= WHAT YOU HAVE TO DO =
Looking at the data below, count the lines that contain the string "remote". Write only the total.

[Dataset entries]

○ ○ ○ ○ ○

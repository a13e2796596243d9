//! Automatic Mode and its nested Exercise Mode.
//!
//! The machine never trusts its own copy of the world over the store: every
//! requirement check reads the flags fresh, and every transition is persisted
//! through the proxy. State is set before the matching write so that the
//! resulting change event finds the machine already consistent.

use crate::error::ModeError;
use crate::proxy::StoreProxy;
use pp_rules::evaluate;
use pp_storage::KeyValueStore;
use pp_types::{ChangeEvent, ExerciseStatus, FALSE, Requirement, TRUE, keys};
use tracing::{debug, info};

pub const MIN_EXERCISE_MINUTES: u32 = 1;
pub const MAX_EXERCISE_MINUTES: u32 = 120;

#[derive(Debug, Clone, Copy, PartialEq, Eq)]
pub enum ExerciseMode {
    Disabled,
    /// Picker is open; nothing is persisted until a duration is confirmed.
    AwaitingDuration,
    Enabled { minutes: u32 },
}

#[derive(Debug, Clone, Copy, PartialEq, Eq)]
pub enum AutoMode {
    Disabled,
    Enabled(ExerciseMode),
}

impl AutoMode {
    pub fn is_enabled(self) -> bool {
        matches!(self, AutoMode::Enabled(_))
    }

    pub fn exercise(self) -> ExerciseMode {
        match self {
            AutoMode::Disabled => ExerciseMode::Disabled,
            AutoMode::Enabled(exercise) => exercise,
        }
    }

    pub fn exercise_status(self) -> ExerciseStatus {
        match self.exercise() {
            ExerciseMode::Disabled => ExerciseStatus::Off,
            ExerciseMode::AwaitingDuration => ExerciseStatus::AwaitingDuration,
            ExerciseMode::Enabled { minutes } => ExerciseStatus::On { minutes },
        }
    }
}

#[derive(Debug, Clone, Copy, PartialEq, Eq)]
pub enum DisableCause {
    User,
    Requirement(Requirement),
    /// `autoModeSwitch` was cleared by a write the machine did not make.
    External,
}

#[derive(Debug, Clone, Copy, PartialEq, Eq)]
pub enum Transition {
    AutoEnabled,
    AutoDisabled(DisableCause),
    ExerciseAwaitingDuration,
    ExerciseEnabled { minutes: u32 },
    ExerciseDisabled,
    Unchanged,
}

#[derive(Debug, Clone)]
pub struct AutoModeMachine {
    state: AutoMode,
    default_minutes: u32,
}

impl AutoModeMachine {
    pub fn new(default_minutes: u32) -> Self {
        Self {
            state: AutoMode::Disabled,
            default_minutes,
        }
    }

    /// Restores the persisted state as-is. Callers re-validate afterwards.
    pub fn rehydrate<S: KeyValueStore>(proxy: &StoreProxy<S>, default_minutes: u32) -> Self {
        let mut machine = Self::new(default_minutes);
        if proxy.flag(keys::AUTO_MODE_SWITCH) {
            machine.state = AutoMode::Enabled(machine.stored_exercise(proxy));
        }
        debug!(state = ?machine.state, "automatic mode rehydrated");
        machine
    }

    pub fn state(&self) -> AutoMode {
        self.state
    }

    /// User toggled Automatic Mode on.
    pub fn enable<S: KeyValueStore>(
        &mut self,
        proxy: &mut StoreProxy<S>,
    ) -> Result<Transition, ModeError> {
        let report = evaluate(&*proxy);
        if let Some(requirement) = report.first_failing() {
            info!(%requirement, "automatic mode enable rejected");
            self.shut_down(proxy);
            return Err(ModeError::RequirementNotMet { requirement });
        }

        if self.state.is_enabled() {
            proxy.write(keys::AUTO_MODE_SWITCH, TRUE);
            return Ok(Transition::Unchanged);
        }

        self.state = AutoMode::Enabled(ExerciseMode::Disabled);
        proxy.write(keys::AUTO_MODE_SWITCH, TRUE);
        info!("automatic mode enabled");
        Ok(Transition::AutoEnabled)
    }

    /// User toggled Automatic Mode off.
    pub fn disable<S: KeyValueStore>(&mut self, proxy: &mut StoreProxy<S>) -> Transition {
        let was_enabled = self.state.is_enabled();
        self.shut_down(proxy);
        if was_enabled {
            info!("automatic mode disabled by user");
            Transition::AutoDisabled(DisableCause::User)
        } else {
            Transition::Unchanged
        }
    }

    /// Silent re-check of the six requirements. Only ever disables.
    pub fn revalidate<S: KeyValueStore>(&mut self, proxy: &mut StoreProxy<S>) -> Transition {
        if !self.state.is_enabled() {
            return Transition::Unchanged;
        }
        match evaluate(&*proxy).first_failing() {
            Some(requirement) => {
                info!(%requirement, "automatic mode disabled, requirement no longer met");
                self.shut_down(proxy);
                Transition::AutoDisabled(DisableCause::Requirement(requirement))
            }
            None => Transition::Unchanged,
        }
    }

    /// User toggled Exercise Mode on. Opens the duration prompt on success.
    pub fn request_exercise<S: KeyValueStore>(
        &mut self,
        proxy: &mut StoreProxy<S>,
    ) -> Result<Transition, ModeError> {
        match self.state {
            AutoMode::Disabled => {
                proxy.write(keys::EXERCISE_MODE_SWITCH, FALSE);
                Err(ModeError::ExercisePreconditionNotMet)
            }
            AutoMode::Enabled(ExerciseMode::Enabled { .. }) => Ok(Transition::Unchanged),
            AutoMode::Enabled(_) => {
                self.state = AutoMode::Enabled(ExerciseMode::AwaitingDuration);
                debug!("exercise mode awaiting duration");
                Ok(Transition::ExerciseAwaitingDuration)
            }
        }
    }

    pub fn confirm_exercise<S: KeyValueStore>(
        &mut self,
        proxy: &mut StoreProxy<S>,
        minutes: u32,
    ) -> Result<Transition, ModeError> {
        if !(MIN_EXERCISE_MINUTES..=MAX_EXERCISE_MINUTES).contains(&minutes) {
            return Err(ModeError::InvalidExerciseDuration { minutes });
        }
        match self.state {
            AutoMode::Disabled => Err(ModeError::ExercisePreconditionNotMet),
            AutoMode::Enabled(ExerciseMode::AwaitingDuration) => {
                self.state = AutoMode::Enabled(ExerciseMode::Enabled { minutes });
                proxy.write(keys::EXERCISE_SELECTED_MINUTES, &minutes.to_string());
                proxy.write(keys::EXERCISE_MODE_SWITCH, TRUE);
                info!(minutes, "exercise mode enabled");
                Ok(Transition::ExerciseEnabled { minutes })
            }
            AutoMode::Enabled(_) => Err(ModeError::ExerciseNotPending),
        }
    }

    /// Toggle-off or picker cancellation.
    pub fn disable_exercise<S: KeyValueStore>(&mut self, proxy: &mut StoreProxy<S>) -> Transition {
        let transition = match self.state {
            AutoMode::Enabled(ExerciseMode::Disabled) | AutoMode::Disabled => Transition::Unchanged,
            AutoMode::Enabled(_) => {
                self.state = AutoMode::Enabled(ExerciseMode::Disabled);
                info!("exercise mode disabled");
                Transition::ExerciseDisabled
            }
        };
        proxy.write(keys::EXERCISE_MODE_SWITCH, FALSE);
        transition
    }

    /// Reacts to one committed change, local or remote.
    pub fn observe<S: KeyValueStore>(
        &mut self,
        proxy: &mut StoreProxy<S>,
        event: &ChangeEvent,
    ) -> Transition {
        // Flags are re-read: a queued remote event may already be stale.
        if event.is_key(keys::AUTO_MODE_SWITCH) {
            let on = proxy.flag(keys::AUTO_MODE_SWITCH);
            return self.follow_auto_flag(proxy, on);
        }
        if event.is_key(keys::EXERCISE_MODE_SWITCH) {
            let on = proxy.flag(keys::EXERCISE_MODE_SWITCH);
            return self.follow_exercise_flag(proxy, on);
        }
        if event.is_key(keys::EXERCISE_SELECTED_MINUTES) {
            if let AutoMode::Enabled(ExerciseMode::Enabled { minutes }) = self.state {
                let stored = self.stored_minutes(proxy);
                if stored != minutes {
                    self.state = AutoMode::Enabled(ExerciseMode::Enabled { minutes: stored });
                    return Transition::ExerciseEnabled { minutes: stored };
                }
            }
            return Transition::Unchanged;
        }
        if Requirement::from_key(&event.key).is_some() {
            return self.revalidate(proxy);
        }
        Transition::Unchanged
    }

    /// Brings the machine back in line with the store after edits it may
    /// never have been told about, then re-validates.
    pub fn resync<S: KeyValueStore>(&mut self, proxy: &mut StoreProxy<S>) -> Transition {
        let on = proxy.flag(keys::AUTO_MODE_SWITCH);
        let auto = self.follow_auto_flag(proxy, on);
        let on = proxy.flag(keys::EXERCISE_MODE_SWITCH);
        let exercise = self.follow_exercise_flag(proxy, on);
        let revalidated = self.revalidate(proxy);
        [auto, revalidated, exercise]
            .into_iter()
            .find(|t| *t != Transition::Unchanged)
            .unwrap_or(Transition::Unchanged)
    }

    fn follow_auto_flag<S: KeyValueStore>(&mut self, proxy: &mut StoreProxy<S>, on: bool) -> Transition {
        match (self.state, on) {
            (AutoMode::Enabled(_), false) => {
                info!("automatic mode cleared externally");
                self.shut_down(proxy);
                Transition::AutoDisabled(DisableCause::External)
            }
            (AutoMode::Disabled, false) => {
                proxy.write(keys::EXERCISE_MODE_SWITCH, FALSE);
                Transition::Unchanged
            }
            (AutoMode::Disabled, true) => match evaluate(&*proxy).first_failing() {
                Some(requirement) => {
                    info!(%requirement, "external automatic mode enable reverted");
                    self.shut_down(proxy);
                    Transition::AutoDisabled(DisableCause::Requirement(requirement))
                }
                None => {
                    self.state = AutoMode::Enabled(self.stored_exercise(proxy));
                    info!("automatic mode enabled externally");
                    Transition::AutoEnabled
                }
            },
            (AutoMode::Enabled(_), true) => Transition::Unchanged,
        }
    }

    fn follow_exercise_flag<S: KeyValueStore>(
        &mut self,
        proxy: &mut StoreProxy<S>,
        on: bool,
    ) -> Transition {
        match (self.state, on) {
            (AutoMode::Disabled, true) => {
                proxy.write(keys::EXERCISE_MODE_SWITCH, FALSE);
                Transition::Unchanged
            }
            (AutoMode::Disabled, false) => Transition::Unchanged,
            (AutoMode::Enabled(ExerciseMode::Enabled { .. }), true) => Transition::Unchanged,
            (AutoMode::Enabled(_), true) => {
                let minutes = self.stored_minutes(proxy);
                self.state = AutoMode::Enabled(ExerciseMode::Enabled { minutes });
                Transition::ExerciseEnabled { minutes }
            }
            (AutoMode::Enabled(ExerciseMode::Enabled { .. }), false) => {
                self.state = AutoMode::Enabled(ExerciseMode::Disabled);
                Transition::ExerciseDisabled
            }
            // An open picker is not undone by a store that still says off.
            (AutoMode::Enabled(_), false) => Transition::Unchanged,
        }
    }

    fn shut_down<S: KeyValueStore>(&mut self, proxy: &mut StoreProxy<S>) {
        self.state = AutoMode::Disabled;
        proxy.write(keys::AUTO_MODE_SWITCH, FALSE);
        proxy.write(keys::EXERCISE_MODE_SWITCH, FALSE);
    }

    fn stored_exercise<S: KeyValueStore>(&self, proxy: &StoreProxy<S>) -> ExerciseMode {
        if proxy.flag(keys::EXERCISE_MODE_SWITCH) {
            ExerciseMode::Enabled {
                minutes: self.stored_minutes(proxy),
            }
        } else {
            ExerciseMode::Disabled
        }
    }

    fn stored_minutes<S: KeyValueStore>(&self, proxy: &StoreProxy<S>) -> u32 {
        proxy
            .get(keys::EXERCISE_SELECTED_MINUTES)
            .and_then(|raw| raw.trim().parse::<u32>().ok())
            .filter(|m| (MIN_EXERCISE_MINUTES..=MAX_EXERCISE_MINUTES).contains(m))
            .unwrap_or(self.default_minutes)
    }
}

○ ○ ○ ○ ○

= WRITTEN SOLUTION =
2